15. The medium of claim 13 wherein the network protocol is internet
protocol.
16. A computing appliance comprising: a storage medium including
executable content; a control logic, coupled with the storage
medium to selectively access and execute the content to implement a
facsimile over Internet Protocol (FOIP) service to send at least
one of a tone event, signal detect event, and low speed modulated
data at a first packet rate; and to send facsimile image data at a
second packet rate.
17. A computing system according to claim 16, further comprising an
input port, to receive facsimile image data from a remote computing
appliance.
18. A computing appliance according to claim 17 further comprising
an output port, coupled to a circuit switched network gateway to
send the data packets to a target fax.
Description
TECHNICAL FIELD
[0001] Embodiments of the invention relate generally to sending a
modulated signal over packet switched networks using a variable
packet rate and, more particularly, to a method for optimizing
bandwidth in facsimile over Internet Protocol by using a variable
packet rate.
BACKGROUND
[0002] A facsimile ("fax") transmission can be broken down into
three types of signaling events: tone and signal detection events,
low speed modulated data events (fax protocol negotiations), and
high speed modulated data events (fax image transfer). The tone and
signal detection events simply alert that a fax transmission is
beginning. The low speed modulated data events help fax machines
determine compatibilities as well as help set transmission
parameters such as the modulation rate. Low speed modulated data
events currently occur at a transmission rate of 300 bits per
second ("bps"). The high speed modulated data events allow fax
machines to prepare (training check field or "TCF" transmission)

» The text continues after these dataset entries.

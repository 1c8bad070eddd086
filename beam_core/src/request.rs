//! # Analysis Requests and Reports
//!
//! An [`AnalysisRequest`] bundles everything one analysis needs (beam, load
//! and sampling options) into a single JSON document. Running it produces an
//! [`AnalysisReport`]: the request echoed back with a schema version, a
//! timestamp and the [`ResultSet`].
//!
//! ## Structure
//!
//! ```text
//! AnalysisRequest
//! ├── version: "0.1.0"
//! ├── beam: BeamConfig
//! ├── load: LoadCase (point | distributed | train)
//! └── options: AnalysisOptions
//!     ├── divisions (100)
//!     ├── envelope_steps (50)
//!     ├── observation_position (optional)
//!     └── include_envelope (false)
//! ```
//!
//! ## Example
//!
//! ```rust
//! use beam_core::beam::BeamConfig;
//! use beam_core::loads::LoadCase;
//! use beam_core::request::AnalysisRequest;
//!
//! let mut request = AnalysisRequest::new(BeamConfig::default(), LoadCase::point(100.0, 0.5));
//! request.options.include_envelope = true;
//!
//! let report = request.run().unwrap();
//! assert!(report.results.envelope.is_some());
//! ```

use chrono::{DateTime, Utc};
use serde::{Deserialize, Serialize};

use crate::beam::BeamConfig;
use crate::calculations::envelope::{compute_envelope, DEFAULT_ENVELOPE_STEPS};
use crate::calculations::influence_line::solve_influence_line;
use crate::calculations::{solve_load, warn_notices, SolveOptions};
use crate::errors::CalcResult;
use crate::loads::LoadCase;
use crate::results::{push_notice, ResultSet, DEFAULT_DIVISIONS};

/// Current schema version for request and report files
pub const SCHEMA_VERSION: &str = "0.1.0";

fn default_version() -> String {
    SCHEMA_VERSION.to_string()
}

fn default_divisions() -> usize {
    DEFAULT_DIVISIONS
}

fn default_envelope_steps() -> usize {
    DEFAULT_ENVELOPE_STEPS
}

/// What to compute beyond the basic response
#[derive(Debug, Clone, PartialEq, Serialize, Deserialize)]
pub struct AnalysisOptions {
    /// Number of intervals along the beam
    #[serde(default = "default_divisions")]
    pub divisions: usize,

    /// Sweep increments used when the envelope is requested
    #[serde(default = "default_envelope_steps")]
    pub envelope_steps: usize,

    /// Normalized observation point for a moment influence line
    #[serde(default, skip_serializing_if = "Option::is_none")]
    pub observation_position: Option<f64>,

    /// Sweep the load across the beam and attach the envelope
    #[serde(default)]
    pub include_envelope: bool,
}

impl Default for AnalysisOptions {
    fn default() -> Self {
        AnalysisOptions {
            divisions: DEFAULT_DIVISIONS,
            envelope_steps: DEFAULT_ENVELOPE_STEPS,
            observation_position: None,
            include_envelope: false,
        }
    }
}

impl AnalysisOptions {
    /// Sampling options for the solvers
    pub fn solve_options(&self) -> SolveOptions {
        SolveOptions {
            divisions: self.divisions,
        }
    }
}

/// One analysis: a beam, the load on it and what to compute
#[derive(Debug, Clone, PartialEq, Serialize, Deserialize)]
pub struct AnalysisRequest {
    /// Schema version of the document
    #[serde(default = "default_version")]
    pub version: String,

    /// Structure under analysis
    pub beam: BeamConfig,

    /// Load case (its position is used as-is; the envelope sweeps it)
    pub load: LoadCase,

    /// Computation options
    #[serde(default)]
    pub options: AnalysisOptions,
}

impl AnalysisRequest {
    /// Create a request at the current schema version with default options
    pub fn new(beam: BeamConfig, load: LoadCase) -> Self {
        AnalysisRequest {
            version: SCHEMA_VERSION.to_string(),
            beam,
            load,
            options: AnalysisOptions::default(),
        }
    }

    /// Run every computation the request asks for.
    ///
    /// The beam is validated and its model derived once; the base solve, the
    /// influence line and the envelope all share it and the same station grid.
    pub fn run(&self) -> CalcResult<AnalysisReport> {
        let model = self.beam.model()?;
        self.load.validate(model.length_m)?;
        let grid = self.options.solve_options().grid(&model)?;

        let mut results = solve_load(&model, &self.load, &grid)?;

        if let Some(observation) = self.options.observation_position {
            let line = solve_influence_line(&model, observation, &grid)?;
            if let Some(notice) = line.notice {
                push_notice(&mut results.notices, notice);
            }
            results.influence_line = Some(line.ordinates);
        }

        if self.options.include_envelope {
            let envelope = compute_envelope(&model, &self.load, self.options.envelope_steps, &grid)?;
            for notice in &envelope.notices {
                push_notice(&mut results.notices, *notice);
            }
            results.envelope = Some(envelope);
        }

        warn_notices(&results.notices);

        Ok(AnalysisReport {
            version: SCHEMA_VERSION.to_string(),
            generated_at: Utc::now(),
            request: self.clone(),
            results,
        })
    }
}

/// Output of [`AnalysisRequest::run`], consumed by renderers and exporters
#[derive(Debug, Clone, PartialEq, Serialize, Deserialize)]
pub struct AnalysisReport {
    /// Schema version of the document
    pub version: String,
    /// When the analysis ran
    pub generated_at: DateTime<Utc>,
    /// The request that produced these results
    pub request: AnalysisRequest,
    /// Computed response
    pub results: ResultSet,
}

#[cfg(test)]
mod tests {
    use super::*;
    use crate::results::ApproximationNotice;

    #[test]
    fn test_minimal_request_json_uses_defaults() {
        let json = r#"{
            "beam": { "length_m": 10.0, "elastic_modulus_gpa": 200.0, "moment_of_inertia_cm4": 100000.0 },
            "load": { "type": "point", "magnitude_kn": 100.0, "position": 0.5 }
        }"#;
        let request: AnalysisRequest = serde_json::from_str(json).unwrap();

        assert_eq!(request.version, SCHEMA_VERSION);
        assert_eq!(request.options, AnalysisOptions::default());
        assert_eq!(request.beam, BeamConfig::default());
        assert_eq!(request.load, LoadCase::point(100.0, 0.5));
    }

    #[test]
    fn test_run_basic() {
        let request = AnalysisRequest::new(BeamConfig::default(), LoadCase::point(100.0, 0.5));
        let report = request.run().unwrap();

        assert_eq!(report.version, SCHEMA_VERSION);
        assert_eq!(report.request, request);
        assert_eq!(report.results.len(), 101);
        assert!(report.results.influence_line.is_none());
        assert!(report.results.envelope.is_none());
        assert!((report.results.bending_moment[50] - 250.0).abs() < 1e-9);
    }

    #[test]
    fn test_run_with_extras() {
        let mut request = AnalysisRequest::new(
            BeamConfig::fixed_fixed(10.0, 200.0, 100_000.0),
            LoadCase::point(100.0, 0.5),
        );
        request.options.observation_position = Some(0.5);
        request.options.include_envelope = true;
        request.options.envelope_steps = 10;
        request.options.divisions = 50;

        let report = request.run().unwrap();
        let results = &report.results;

        assert_eq!(results.len(), 51);
        assert_eq!(results.influence_line.as_ref().map(Vec::len), Some(51));
        assert_eq!(results.envelope.as_ref().map(|e| e.steps), Some(10));
        assert!(results.notices.contains(&ApproximationNotice::ApproximateInfluenceLine {
            support: crate::beam::SupportCondition::FixedFixed
        }));
    }

    #[test]
    fn test_run_rejects_invalid_request() {
        let mut request = AnalysisRequest::new(BeamConfig::default(), LoadCase::point(100.0, 0.5));
        request.options.observation_position = Some(-0.1);
        assert!(request.run().is_err());

        let request = AnalysisRequest::new(BeamConfig::default(), LoadCase::distributed(5.0, -1.0, 0.5));
        assert_eq!(request.run().unwrap_err().error_code(), "INVALID_LOAD");
    }

    #[test]
    fn test_report_serializes() {
        let report = AnalysisRequest::new(BeamConfig::default(), LoadCase::default())
            .run()
            .unwrap();
        let json = serde_json::to_string(&report).unwrap();
        assert!(json.contains("\"generated_at\""));
        assert!(json.contains("\"bending_moment\""));
        // No optional sections when not requested
        assert!(!json.contains("\"envelope\""));
        assert!(!json.contains("\"notices\""));
    }
}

for the fax image transfer as well as to transfer the fax image.
High speed modulated data is typically transferred at 14400 bps
(1800 octets per second), although other transmission speeds are
well known to those skilled in the art.
[0003] Facsimile, modem and voice transmission over an Internet
Protocol (IP) network is made possible by demodulating or
digitizing the fax, modem or voice signal and then transferring IP
packets containing modem "events". A "gateway" converts from
modulated signals to IP packets containing events, and vice versa.
To send a facsimile over Internet Protocol ("FoIP") communication
therefore requires a gateway for the sending fax machine and a
gateway for the receiving fax machine. The sending fax machine
communicates with a gateway, which in turn establishes
communication over the packet switched network with another
gateway, which in turn services the receiving fax. A fax-enabled
device may be substituted for the gateway and fax machine as
well.
[0004] FoIP is an umbrella term that involves multiple methods of
sending a fax over an IP network, including sending fax data as
Transmission Control Protocol (TCP) in IP packets or in User
Datagram Protocol (UDP) packets over an IP network. UDP packets in
their most basic form lack error recovery capabilities that are
included in TCP, so UDP Transport Layer (UDPTL) packets, which have
error recovery or redundancy capability, may be used as a layer on
top of UDP.
[0005] Fax over IP is attractive to the extent it utilizes the
installed base of fax machines and combines their utility with the
low cost transmission of IP networks. However, the ability to send
facsimile communications over Internet Protocol requires solving
initial infrastructure incompatibilities between fax machines and
IP networks.
[0006] Fax machines have critical timing protocols for certain
portions of a example fax transmission. If the critical timing
constraints are not met, the fax transmission aborts. Due to the
timing constraints, FoIP first utilized a store and forward
approach at the gateways. Each fax machine would converse with its
respective gateway as if the gateway itself were a fax machine. The
sending gateway would then transfer the fax events, in packets, to
the receiving gateway. The receiving gateway would then remodulate
the signal and converse with the receiving fax.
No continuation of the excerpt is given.